If you were saying noone should ever choose Sinatra, I’d call you a snob and busybody. As you’re saying, ‘why Sinatra and me, a priest?’, I sympathise. So what are you going to do about it? You could perhaps create a sensitive compromise that gently allows God’s presence to resonate: for example, people who haven’t been to a service in years might value their choice of, say, the Beatles’ Can’t Buy Me Love being linked to the words from 1 Timothy that ‘we bring nothing into this world and we take nothing out.’ Granted, you might be scratching your head to find such a link with some secular songs. ‘My Way’? If this smacks of fudge, your other option is to decline bookings unless they request pure liturgy.

‘Today the norm is to place the liturgy in the hands of a humanist provider or ancient crumbling cleric who will do as told, in short those who will not trouble undertakers with unavailability’.

The norm is not to place the liturgy in secular hands, although civil celebrants are indeed increasingly chosen for non-liturgical services. However, you’re right that undertakers have retired priests on speed dial due to their availability. But you did say working priests were quite busy enough doing priestly things without sitting through Tina Turner at the crem. Also, it’s uncharitable to refer to old people as ‘crumblies’. ‘Wrinklies’ is more acceptable.

‘I am troubled that pastoral care is being left in the hands of those whose main aim is to make money. And I am further concerned that an opportunity for evangelism is slipping through our fingers’.

It’s wrong to assume civil celebrants and retired priests are just in it for the money. Secondly, while it’s our duty to bear witness, evangelising of a finger-wagging nature is likely to score an own goal at a funeral where mourners have not specifically requested Christian liturgy. I return to the two C of E options: decline the booking or accept it, limiting evangelism to taking the secular elements and gently and resourcefully relating them to God’s universal truths.

‘It is my passionate belief that a requiem mass and the Christian prayers of ‘commendation and committal’ are not mere aesthetic choices in a market place of funeral options. Rather something real and significant is happening, on earth and in heaven, when these take place. Because I am a priest, I want to point the way to Jesus Christ. Naturally there will be those who disagree with my beliefs, I think they should have the right to exercise this choice, even if I think they’s misguided. But if this is your position, why invite me to the party?’

I agree Christian funeral liturgy is profound and sacred, and we both hold it can’t be imposed involuntarily on those who don’t share the faith, whether atheists, Jews, Muslims or Hindus. If you don’t feel you can point the way to Christ within the context of a funeral with secular elements, there’s no alternative but to opt out.

Your frustration is no doubt caused by genuine concern that people are missing out by choosing ‘Simply the Best’ on a sound system over prayers of commendation and committal. Perhaps your exasperation is heightened as you believe more people would share your view if they truly thought about what they wanted from a funeral. Some Christian-lites might, but decided atheists would not. The purpose of a funeral is in the eye of the beholder. That’s not relativism as we can still hold firm views for ourselves.

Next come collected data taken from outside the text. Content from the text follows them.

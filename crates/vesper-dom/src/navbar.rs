//! Collapses the navbar row once the page scrolls past a threshold.

use std::cell::Cell;
use std::rc::Rc;

use gloo::events::EventListener;
use web_sys::{Element, Window};

use vesper_core::classes::NAVBAR_CONDENSED;
use vesper_core::scroll::{CollapsePolicy, NavbarPhase, phase_for};

use crate::error::{AttachError, AttachResult};

/// Watches window scroll and resize, toggling the condensed class on the
/// navbar element when the phase changes.
pub struct NavbarCollapse {
    element: Element,
    window: Window,
    policy: CollapsePolicy,
    phase: Rc<Cell<NavbarPhase>>,
    listeners: Vec<EventListener>,
}

fn metrics(window: &Window) -> Option<(f64, f64)> {
    let scroll_y = window.scroll_y().ok()?;
    let width = window.inner_width().ok()?.as_f64()?;
    Some((scroll_y, width))
}

fn apply_phase(element: &Element, current: &Cell<NavbarPhase>, next: NavbarPhase) {
    if current.get() == next {
        return;
    }
    current.set(next);
    let list = element.class_list();
    let _ = match next {
        NavbarPhase::Condensed => list.add_1(NAVBAR_CONDENSED),
        NavbarPhase::Expanded => list.remove_1(NAVBAR_CONDENSED),
    };
}

impl NavbarCollapse {
    /// Validates the policy, applies the initial phase, and starts listening
    /// to window scroll and resize.
    ///
    /// # Errors
    ///
    /// Fails on an invalid policy or outside a browser page.
    pub fn attach(element: &Element, policy: CollapsePolicy) -> AttachResult<Self> {
        policy.validate()?;
        if !cfg!(target_arch = "wasm32") {
            return Err(AttachError::NoWindow);
        }
        let window = web_sys::window().ok_or(AttachError::NoWindow)?;

        // Start from Expanded so the initial apply can observe a change.
        let _ = element.class_list().remove_1(NAVBAR_CONDENSED);
        let phase = Rc::new(Cell::new(NavbarPhase::Expanded));
        if let Some((scroll_y, width)) = metrics(&window) {
            apply_phase(element, &phase, phase_for(policy, scroll_y, width));
        }

        let handler = |window: Window, element: Element, phase: Rc<Cell<NavbarPhase>>| {
            move |_event: &web_sys::Event| {
                if let Some((scroll_y, width)) = metrics(&window) {
                    apply_phase(&element, &phase, phase_for(policy, scroll_y, width));
                }
            }
        };
        let listeners = vec![
            EventListener::new(
                &window,
                "scroll",
                handler(window.clone(), element.clone(), Rc::clone(&phase)),
            ),
            EventListener::new(
                &window,
                "resize",
                handler(window.clone(), element.clone(), Rc::clone(&phase)),
            ),
        ];

        Ok(Self {
            element: element.clone(),
            window,
            policy,
            phase,
            listeners,
        })
    }

    /// Current phase of the watched element.
    #[must_use]
    pub fn phase(&self) -> NavbarPhase {
        self.phase.get()
    }

    /// The policy the helper was attached with.
    #[must_use]
    pub const fn policy(&self) -> CollapsePolicy {
        self.policy
    }

    /// Re-evaluates the phase from the current scroll position, for callers
    /// that move the scroll position programmatically.
    pub fn refresh(&self) {
        if let Some((scroll_y, width)) = metrics(&self.window) {
            apply_phase(
                &self.element,
                &self.phase,
                phase_for(self.policy, scroll_y, width),
            );
        }
    }

    /// Drops the listeners and leaves the row expanded.
    pub fn detach(mut self) {
        self.listeners.clear();
        let _ = self.element.class_list().remove_1(NAVBAR_CONDENSED);
    }
}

Footnote 1: I deliberately didn’t fully identify the priest until now as there’s a twist in this tale. Father Ed homlinson shared the above views while he was C of E vicar of St Barnabas church, Tunbridge Wells. He’s since converted to Catholicism where what can and cannot be done within the requiem mass are clearly defined. So no more hand-wringing conflicts between priestly obligations and pressure to offer secular choice. The menu is set, not à la carte. It’s now down to the free will of members of the Church to choose to dine or lapse elsewhere.

Footnote 2: At the time of speaking out, Fr T got a mixed response. ‘I think that most cremations I have been to that have been run by a humanist have all been more than off key,’ said Jane Greer. ‘Give me a good burial with a proper vicar anytime. It’s the difference between Cod’s Roe and Caviar.’ Denise Kantor Kaydar disagreed. ‘It should not matter if someone wants Verdi’s Requiem or Frank Sinatra. I think he is being a little insensitive, but he could be trying to incite a debate.’